Murder in College Park, MD: The Tipping Point

To continue with the childhood connection to my planning career, I’ve also always had an deep interest in law enforcement, which may in fact be in my blood, considering that my maternal grandfather and two uncles were police officers. Of course, with the exception of the classical fantasies that kids have about future professions, I never wanted to actually serve within the front lines of law enforcement, although I still occasionally daydream about being a detective and solving cases.
Just like in the present day, as the years progressed, my interest in the subject had always been much more academic, i.e. theories behind policing, penology, the justice system, the criminal mind, and crime prevention strategies. In fact, as an undergraduate, I was just six credits short of adding another major, Criminology and Criminal Justice, to my diploma.
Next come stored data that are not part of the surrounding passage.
//! UI Components
//!
//! Navigation components for the portal shell.

mod side_nav;
mod recent_menu_bar;
mod alert_dialog;

pub use side_nav::SideNav;
pub use recent_menu_bar::RecentMenuBar;
pub use alert_dialog::AlertDialog;
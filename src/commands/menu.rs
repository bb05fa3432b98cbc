//! Menu Commands
//!
//! Frontend bindings for the menu tree, menu-check audit and user permission endpoints.

use async_trait::async_trait;
use portal_nav::{MenuApi, MenuCheckArgs, MenuItem, NavConfig, NavResult, PermissionSet};
use super::{get_json, post_json};

/// `MenuApi` over HTTP
#[derive(Clone)]
pub struct HttpMenuApi {
    client: reqwest::Client,
    config: NavConfig,
}

impl HttpMenuApi {
    pub fn new(config: NavConfig) -> Self {
        Self { client: reqwest::Client::new(), config }
    }
}

#[async_trait(?Send)]
impl MenuApi for HttpMenuApi {
    async fn fetch_menu(&self) -> NavResult<Vec<MenuItem>> {
        let url = self.config.endpoint(&self.config.menu_path);
        get_json(&self.client, &url, &self.config.token_storage_key).await
    }

    async fn check_menu(&self, args: MenuCheckArgs<'_>) -> NavResult<()> {
        let url = self.config.endpoint(&self.config.menu_check_path);
        post_json(&self.client, &url, &args, &self.config.token_storage_key).await
    }
}

/// Authorization keys of the signed-in user
pub async fn fetch_permissions(config: &NavConfig) -> NavResult<PermissionSet> {
    let client = reqwest::Client::new();
    let url = config.endpoint(&config.permissions_path);
    let keys: Vec<String> = get_json(&client, &url, &config.token_storage_key).await?;
    Ok(keys.into_iter().collect())
}
//! Menu API
//!
//! Abstract interface to the menu endpoints.
//! The browser shell implements it over HTTP; tests use in-memory fakes.

use async_trait::async_trait;
use serde::Serialize;
use crate::error::NavResult;
use crate::model::MenuItem;

/// Body of the menu-check audit call
#[derive(Debug, Clone, PartialEq, Serialize)]
#[serde(rename_all = "camelCase")]
pub struct MenuCheckArgs<'a> {
    pub menu_id: &'a str,
    pub path: &'a str,
}

/// Menu endpoints; futures are not `Send` (single-threaded UI host)
#[async_trait(?Send)]
pub trait MenuApi {
    /// Fetch the full two-level tree
    async fn fetch_menu(&self) -> NavResult<Vec<MenuItem>>;

    /// Best-effort usage tracking after a navigation
    async fn check_menu(&self, args: MenuCheckArgs<'_>) -> NavResult<()>;
}
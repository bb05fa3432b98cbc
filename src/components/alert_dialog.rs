//! Alert Dialog Component
//!
//! Blocking modal for messages raised by navigation (e.g. access denied).

use leptos::prelude::*;
use crate::context::use_nav_context;

/// Modal alert bound to the context's alert signal
///
/// Covers the page until the user confirms; clicks on the backdrop are swallowed.
#[component]
pub fn AlertDialog() -> impl IntoView {
    let ctx = use_nav_context();

    view! {
        <Show when=move || ctx.alert.get().is_some()>
            <div class="alert-backdrop" on:click=move |ev| ev.stop_propagation()>
                <div class="alert-dialog" role="alertdialog">
                    <p class="alert-message">{move || ctx.alert.get().unwrap_or_default()}</p>
                    <button
                        class="confirm-btn"
                        on:click=move |ev| {
                            ev.stop_propagation();
                            ctx.dismiss_alert();
                        }
                    >
                        "OK"
                    </button>
                </div>
            </div>
        </Show>
    }
}
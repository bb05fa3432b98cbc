//! REST Command Wrappers
//!
//! Frontend bindings to the portal's REST endpoints, organized by domain.

mod menu;

use portal_nav::{NavError, NavResult};
use serde::de::DeserializeOwned;
use serde::Serialize;
use crate::browser;

// Re-export all public items
pub use menu::*;

/// Attach the bearer token when one is stored
fn with_auth(request: reqwest::RequestBuilder, token_key: &str) -> reqwest::RequestBuilder {
    match browser::access_token(token_key) {
        Some(token) => request.bearer_auth(token),
        None => request,
    }
}

async fn get_json<T: DeserializeOwned>(client: &reqwest::Client, url: &str, token_key: &str) -> NavResult<T> {
    let response = with_auth(client.get(url), token_key)
        .send()
        .await
        .map_err(|e| NavError::Http(e.to_string()))?;
    let status = response.status();
    if !status.is_success() {
        return Err(NavError::Status { status: status.as_u16(), url: url.to_string() });
    }
    let body = response.text().await.map_err(|e| NavError::Http(e.to_string()))?;
    Ok(serde_json::from_str(&body)?)
}

async fn post_json<B: Serialize + ?Sized>(client: &reqwest::Client, url: &str, body: &B, token_key: &str) -> NavResult<()> {
    let response = with_auth(client.post(url).json(body), token_key)
        .send()
        .await
        .map_err(|e| NavError::Http(e.to_string()))?;
    let status = response.status();
    if !status.is_success() {
        return Err(NavError::Status { status: status.as_u16(), url: url.to_string() });
    }
    Ok(())
}
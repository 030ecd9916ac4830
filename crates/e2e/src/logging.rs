use tracing_subscriber::EnvFilter;
use tracing_subscriber::fmt::writer::MakeWriterExt;

pub fn init_logging(verbosity: u8) {
	// 0 = errors only, 1 (-v) = suite and session info, 2+ (-vv) = debug
	let filter = match verbosity {
		0 => "error",
		1 => "info",
		_ => "debug",
	};

	let env_filter = EnvFilter::try_from_default_env().unwrap_or_else(|_| EnvFilter::new(filter));

	let stderr = std::io::stderr.with_max_level(tracing::Level::TRACE);

	tracing_subscriber::fmt()
		.with_env_filter(env_filter)
		.with_writer(stderr)
		.with_target(true)
		.with_level(true)
		.compact()
		.init();
}
//! wd-session: a remote WebDriver session helper with configurable wait
//! semantics.
//!
//! Wraps one browser session behind an explicit `Unopened → Open → Closed`
//! lifecycle: connect to a remote automation endpoint with a declarative
//! capability set, navigate, poll wait predicates against page state, and
//! release the session deterministically on close. The wire protocol itself
//! belongs to [`thirtyfour`] and the automation server; this crate only adds
//! the session discipline the tests rely on.
//!
//! # Example
//!
//! ```ignore
//! use wd::{Session, SessionConfig, WaitPredicate};
//!
//! #[tokio::main]
//! async fn main() -> wd::Result<()> {
//!     let mut session = Session::new(SessionConfig::from_env()?);
//!     session.open().await?;
//!
//!     session.goto("http://keycloak:8080").await?;
//!     session
//!         .wait_for(&WaitPredicate::title_is("Welcome to Keycloak"))
//!         .await?;
//!     assert_eq!(session.title().await?, "Welcome to Keycloak");
//!
//!     session.close().await
//! }
//! ```

pub mod config;
pub mod error;
pub mod session;
pub mod wait;

pub use config::{BrowserKind, DriverTarget, SessionConfig, Teardown};
pub use error::{Error, Result};
pub use session::{Session, SessionState};
pub use wait::{WaitOutcome, WaitPredicate};

// Selector and element types reused from the underlying client.
pub use thirtyfour::{By, WebElement};

pub mod prelude {
	pub use crate::config::{BrowserKind, DriverTarget, SessionConfig, Teardown};
	pub use crate::error::{Error, Result};
	pub use crate::session::{Session, SessionState};
	pub use crate::wait::{WaitOutcome, WaitPredicate};
	pub use thirtyfour::By;
}
use clap::Parser;
use collectivo_e2e::cli::{Cli, Command};
use collectivo_e2e::{commands, logging};

#[tokio::main]
async fn main() {
	let cli = Cli::parse();
	logging::init_logging(cli.verbose);

	let result = match cli.command {
		Command::Status => commands::status().await,
		Command::Check => commands::check().await,
		Command::Config => commands::config().await,
	};

	if let Err(err) = result {
		eprintln!("error: {err:#}");
		std::process::exit(1);
	}
}
//! Error types for the session helper.

use std::time::Duration;

use thirtyfour::error::WebDriverError;
use thiserror::Error;

/// Result type alias for session operations.
pub type Result<T> = std::result::Result<T, Error>;

/// Errors that can occur while driving a remote browser session.
#[derive(Debug, Error)]
pub enum Error {
	/// The automation endpoint or target host was unreachable or refused the
	/// connection.
	#[error("connection failed: {endpoint}")]
	Connection {
		/// URL the connection was attempted against.
		endpoint: String,
		#[source]
		source: WebDriverError,
	},

	/// The remote browser failed to load the requested page.
	#[error("navigation failed: {url}")]
	Navigation {
		/// URL the browser was asked to load.
		url: String,
		#[source]
		source: WebDriverError,
	},

	/// A wait predicate was never satisfied within the timeout.
	#[error("timeout after {}ms waiting for: {predicate}", timeout.as_millis())]
	Timeout {
		/// Rendered form of the predicate that was being polled.
		predicate: String,
		/// Timeout that elapsed.
		timeout: Duration,
	},

	/// An operation was issued against a session in the wrong state.
	#[error("{operation} is not valid while the session is {state}")]
	InvalidState {
		operation: &'static str,
		state: &'static str,
	},

	/// An environment variable held a value the configuration cannot use.
	#[error("invalid environment configuration {var}: {reason}")]
	Env { var: String, reason: String },

	/// Any other WebDriver command failure.
	#[error(transparent)]
	WebDriver(#[from] WebDriverError),
}

impl Error {
	/// Returns true if this is a wait timeout.
	pub fn is_timeout(&self) -> bool {
		matches!(self, Error::Timeout { .. })
	}

	/// Returns true if this is a connection failure.
	pub fn is_connection(&self) -> bool {
		matches!(self, Error::Connection { .. })
	}

	/// Returns true if this is a session-state violation.
	pub fn is_invalid_state(&self) -> bool {
		matches!(self, Error::InvalidState { .. })
	}
}
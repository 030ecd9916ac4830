//! Remote browser session lifecycle and command surface.

use std::time::Duration;

use thirtyfour::WebDriver;
use thirtyfour::error::WebDriverError;
use tracing::{debug, info};

use crate::config::{SessionConfig, Teardown};
use crate::error::{Error, Result};
use crate::wait::{self, WaitOutcome, WaitPredicate};

/// Lifecycle states a session moves through.
///
/// `Unopened → Open → Closed`, in one direction only. A failed open leaves
/// the session Unopened so the caller can inspect and retry deliberately.
#[derive(Debug, Clone, Copy, PartialEq, Eq)]
pub enum SessionState {
	Unopened,
	Open,
	Closed,
}

impl SessionState {
	fn name(self) -> &'static str {
		match self {
			SessionState::Unopened => "unopened",
			SessionState::Open => "open",
			SessionState::Closed => "closed",
		}
	}
}

enum State {
	Unopened,
	Open(WebDriver),
	Closed,
}

impl State {
	fn kind(&self) -> SessionState {
		match self {
			State::Unopened => SessionState::Unopened,
			State::Open(_) => SessionState::Open,
			State::Closed => SessionState::Closed,
		}
	}
}

/// A handle to one remote browser session.
///
/// Owns the underlying driver connection while open. Commands other than
/// [`Session::open`] and [`Session::close`] are only valid in the Open state
/// and fail with [`Error::InvalidState`] otherwise.
pub struct Session {
	config: SessionConfig,
	state: State,
}

impl Session {
	/// Creates an unopened session from a fully owned configuration.
	pub fn new(config: SessionConfig) -> Self {
		Self {
			config,
			state: State::Unopened,
		}
	}

	/// Configuration this session was created with.
	pub fn config(&self) -> &SessionConfig {
		&self.config
	}

	/// Current lifecycle state.
	pub fn state(&self) -> SessionState {
		self.state.kind()
	}

	/// Connects to the configured endpoint and negotiates the capability set.
	///
	/// On connection failure the session stays Unopened and the error names
	/// the endpoint; the caller surfaces it rather than retrying silently.
	pub async fn open(&mut self) -> Result<()> {
		if !matches!(self.state, State::Unopened) {
			return Err(Error::InvalidState {
				operation: "open",
				state: self.state.kind().name(),
			});
		}

		let endpoint = self.config.endpoint().to_string();
		let capabilities = self.config.capabilities()?;
		debug!(
			target = "wd",
			endpoint = %endpoint,
			browser = %self.config.browser,
			"opening session"
		);

		let driver = WebDriver::new(endpoint.as_str(), capabilities)
			.await
			.map_err(|source| Error::Connection { endpoint: endpoint.clone(), source })?;

		info!(target = "wd", endpoint = %endpoint, "session open");
		self.state = State::Open(driver);
		Ok(())
	}

	/// Loads the given URL in the remote browser.
	///
	/// Failures reaching the host are reported as connection failures; pages
	/// the browser reached but could not load are navigation failures.
	pub async fn goto(&self, url: &str) -> Result<()> {
		let driver = self.driver("navigate")?;
		debug!(target = "wd", url = %url, "navigate");
		driver.goto(url).await.map_err(|source| {
			if is_connection_failure(&source) {
				Error::Connection {
					endpoint: url.to_string(),
					source,
				}
			} else {
				Error::Navigation {
					url: url.to_string(),
					source,
				}
			}
		})
	}

	/// Polls a predicate with the configured default timeout.
	pub async fn wait_for(&self, predicate: &WaitPredicate) -> Result<WaitOutcome> {
		self.wait_for_within(predicate, self.config.wait_timeout).await
	}

	/// Polls a predicate with an explicit timeout.
	///
	/// A predicate that already holds returns on the first check. On expiry
	/// the error names the predicate and the timeout.
	pub async fn wait_for_within(
		&self,
		predicate: &WaitPredicate,
		timeout: Duration,
	) -> Result<WaitOutcome> {
		let driver = self.driver("wait")?;
		debug!(
			target = "wd",
			predicate = %predicate,
			timeout_ms = timeout.as_millis() as u64,
			"waiting"
		);

		let interval = self.config.poll_interval;
		match wait::poll_until(timeout, interval, async || wait::evaluate(driver, predicate).await)
			.await?
		{
			Some(outcome) => Ok(outcome),
			None => Err(Error::Timeout {
				predicate: predicate.to_string(),
				timeout,
			}),
		}
	}

	/// Current page title.
	pub async fn title(&self) -> Result<String> {
		let driver = self.driver("title")?;
		Ok(driver.title().await?)
	}

	/// Releases the session according to the configured teardown.
	///
	/// Idempotent: safe from any state, and the session ends Closed even if
	/// the remote quit command fails, so a retry cannot double-release.
	pub async fn close(&mut self) -> Result<()> {
		match std::mem::replace(&mut self.state, State::Closed) {
			State::Open(driver) => match self.config.teardown {
				Teardown::Release => {
					debug!(target = "wd", "quitting remote session");
					driver.quit().await?;
					Ok(())
				}
				Teardown::LeaveOpen => {
					info!(target = "wd", "leaving remote session open for inspection");
					drop(driver);
					Ok(())
				}
			},
			State::Unopened | State::Closed => Ok(()),
		}
	}

	fn driver(&self, operation: &'static str) -> Result<&WebDriver> {
		match &self.state {
			State::Open(driver) => Ok(driver),
			other => Err(Error::InvalidState {
				operation,
				state: other.kind().name(),
			}),
		}
	}
}

/// True when the driver's failure reads as "could not reach the host" rather
/// than "reached it and the page failed". The wire protocol reports both
/// through the same channel, so this goes by the message.
fn is_connection_failure(err: &WebDriverError) -> bool {
	let message = err.to_string();
	message.contains("error sending request")
		|| message.contains("Connection refused")
		|| message.contains("ERR_CONNECTION_REFUSED")
		|| message.contains("ERR_NAME_NOT_RESOLVED")
		|| message.contains("ERR_ADDRESS_UNREACHABLE")
		|| message.contains("dns error")
}

#[cfg(test)]
mod tests {
	use super::*;
	use crate::config::SessionConfig;

	fn unopened() -> Session {
		Session::new(SessionConfig::default())
	}

	#[tokio::test]
	async fn commands_before_open_are_invalid_state() {
		let session = unopened();

		let err = session.goto("http://localhost:3000").await.unwrap_err();
		assert!(err.is_invalid_state());
		assert!(err.to_string().contains("navigate"));

		let err = session.title().await.unwrap_err();
		assert!(err.is_invalid_state());

		let err = session
			.wait_for(&WaitPredicate::title_is("anything"))
			.await
			.unwrap_err();
		assert!(err.is_invalid_state());
		assert!(err.to_string().contains("unopened"));
	}

	#[tokio::test]
	async fn close_without_open_is_a_noop_that_ends_closed() {
		let mut session = unopened();
		assert_eq!(session.state(), SessionState::Unopened);

		session.close().await.unwrap();
		assert_eq!(session.state(), SessionState::Closed);

		// A second close stays a no-op.
		session.close().await.unwrap();
		assert_eq!(session.state(), SessionState::Closed);
	}

	#[tokio::test]
	async fn commands_after_close_are_invalid_state() {
		let mut session = unopened();
		session.close().await.unwrap();

		let err = session.goto("http://localhost:3000").await.unwrap_err();
		assert!(err.is_invalid_state());
		assert!(err.to_string().contains("closed"));
	}

	#[tokio::test]
	async fn open_is_rejected_once_closed() {
		let mut session = unopened();
		session.close().await.unwrap();

		let err = session.open().await.unwrap_err();
		assert!(err.is_invalid_state());
		assert!(err.to_string().contains("open is not valid"));
	}
}
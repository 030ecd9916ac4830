//! Shared fixtures for the collectivo end-to-end suite.
//!
//! Tests run against a deployment described entirely by environment
//! variables: the WebDriver hub via `WD_*` (see `wd-session`) and the
//! targets under test via `E2E_*`. Nothing is hardcoded in test bodies.

pub mod cli;
pub mod commands;
pub mod logging;

use anyhow::Context;
use tracing::warn;
use url::Url;
use wd::{Session, SessionConfig};

/// Application root when `E2E_APP_URL` is unset. The docker-compose setup
/// runs the browser in a container, so the host app is reached through
/// `host.docker.internal`.
pub const DEFAULT_APP_URL: &str = "http://host.docker.internal:3000";

/// Identity-provider root when `E2E_KEYCLOAK_URL` is unset.
pub const DEFAULT_KEYCLOAK_URL: &str = "http://keycloak:8080";

/// Resolved target URLs for one suite run.
#[derive(Debug, Clone)]
pub struct SuiteUrls {
	/// Application root (serves the sign-in page).
	pub app: String,
	/// Keycloak root (serves the admin login page).
	pub keycloak: String,
}

/// Reads and validates the target URLs from the environment.
pub fn suite_urls() -> anyhow::Result<SuiteUrls> {
	Ok(SuiteUrls {
		app: target_url("E2E_APP_URL", DEFAULT_APP_URL)?,
		keycloak: target_url("E2E_KEYCLOAK_URL", DEFAULT_KEYCLOAK_URL)?,
	})
}

/// Session configuration for one suite run, from `WD_*` variables.
pub fn session_config() -> anyhow::Result<SessionConfig> {
	SessionConfig::from_env().context("invalid WD_* session configuration")
}

/// Runs `body` inside an open session, closing it on both the success and
/// the error path. Tests own no driver fields; they borrow the session for
/// the scope of one check.
pub async fn with_session<T, F>(config: SessionConfig, body: F) -> anyhow::Result<T>
where
	F: AsyncFnOnce(&Session) -> anyhow::Result<T>,
{
	let mut session = Session::new(config);
	session.open().await?;

	let outcome = body(&session).await;
	let closed = session.close().await;

	match (outcome, closed) {
		(Ok(value), Ok(())) => Ok(value),
		(Ok(_), Err(close_err)) => Err(close_err.into()),
		(Err(body_err), Ok(())) => Err(body_err),
		(Err(body_err), Err(close_err)) => {
			warn!(target = "e2e", error = %close_err, "session close failed after test failure");
			Err(body_err)
		}
	}
}

fn target_url(var: &str, default: &str) -> anyhow::Result<String> {
	let raw = std::env::var(var)
		.ok()
		.filter(|value| !value.is_empty())
		.unwrap_or_else(|| default.to_string());
	Url::parse(&raw).with_context(|| format!("{var} is not a valid URL: '{raw}'"))?;
	Ok(raw)
}

#[cfg(test)]
mod tests {
	use super::*;

	#[test]
	fn default_targets_are_valid_urls() {
		for default in [DEFAULT_APP_URL, DEFAULT_KEYCLOAK_URL] {
			assert!(Url::parse(default).is_ok(), "bad default: {default}");
		}
	}
}
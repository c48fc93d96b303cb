//! CPU execution engine for the LS-8.
//!
//! Implements the fetch-decode-execute cycle and all instruction behaviors.

use crate::cpu::{Memory, Registers};
use crate::cpu::decode::{self, Instruction, DecodeError};
use crate::cpu::memory::MemoryError;
use crate::cpu::registers::NUM_REGISTERS;
use serde::{Serialize, Deserialize};
use thiserror::Error;

/// CPU execution state.
#[derive(Debug, Clone, Copy, PartialEq, Eq, Serialize, Deserialize)]
pub enum CpuState {
    /// CPU is running normally.
    Running,
    /// CPU has halted (executed HLT instruction).
    Halted,
    /// CPU stopped on an invariant violation. Terminal, like Halted.
    Faulted,
}

/// One completed fetch-decode-execute cycle.
#[derive(Debug, Clone, Copy, PartialEq, Eq)]
pub struct Step {
    /// The instruction that was executed.
    pub instr: Instruction,
    /// Value emitted by PRN, if this instruction produced output.
    pub output: Option<u8>,
}

/// The LS-8 CPU.
#[derive(Clone, Serialize, Deserialize)]
pub struct Cpu {
    /// CPU registers, program counter, and flags.
    pub regs: Registers,
    /// Main memory.
    pub mem: Memory,
    /// Current execution state.
    pub state: CpuState,
    /// Instruction count (for profiling).
    pub cycles: u64,
    /// Every value PRN has emitted, in order. The engine never prints;
    /// frontends render this log or the per-step output.
    output: Vec<u8>,
    /// Last executed instruction (for debugging).
    last_instr: Option<Instruction>,
}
But, as a graduate student, I created a concentration for myself in Crime Prevention Through Environmental Design (CPTED)—more on that later.
So, you may be asking, this is a blog about planning, and not law enforcement, so where is the connection between the two?
Turns out, there is a direct interplay, and this will be explained much throughout this blog.
For now, I’ll explain how I put the two together.
I graduated from the University of Maryland, College Park (UMCP), the flagship institution of the University of Maryland System, in May 2002. College Park is a city in Prince George’s County located only about 5 minutes from the District of Columbia. In fact, Route 1, which is a major thoroughfare into DC, cuts directly through College Park and serves as the major commercial corridor for students and residents alike.
The UMCP campus, which consists of hundreds of acres and contains such diverse uses ranging from a mini farm to a nuclear reactor, is completely contained—that is, the vast majority of the campus does not spread through city neighborhoods. And, it is well known for its sports, most notably (or perhaps notoriously) the basketball team’s 2002 NCAA National Championship.
Although not on the same aesthetic and “fun” level as classic college towns like Ann Arbor, Michigan (The University of Michigan), Charlottesville, Virginia (The University of Virginia), or Chapel Hill, North Carolina (The University of North Caroline), College Park is an archetypal college town, with a small—yet vibrant, attractive, and pedestrian-friendly—downtown, packed with bars, restaurants, delis, takeout restaurants, specialty shops, national chains, and a standard of all college towns, an over-sized bookstore.
Beyond the downtown, the Route 1 corridor extends to both the north and south, with the northern portion of the city along Route 1 characterized by a mixture of land uses, varying from auto body shops on small lots to sprawling shopping centers. As you drive through the northern portion of Route 1 to reach the downtown, you instantly notice the land use differences, as it’s generally urban sprawl vs. pedestrian-friendly mixed-use.
The vast majority of the city’s visitors, however, are not interested in the northern portion of Route 1; the target begins just as you pass by the campus’ first entrance off Route 1 south.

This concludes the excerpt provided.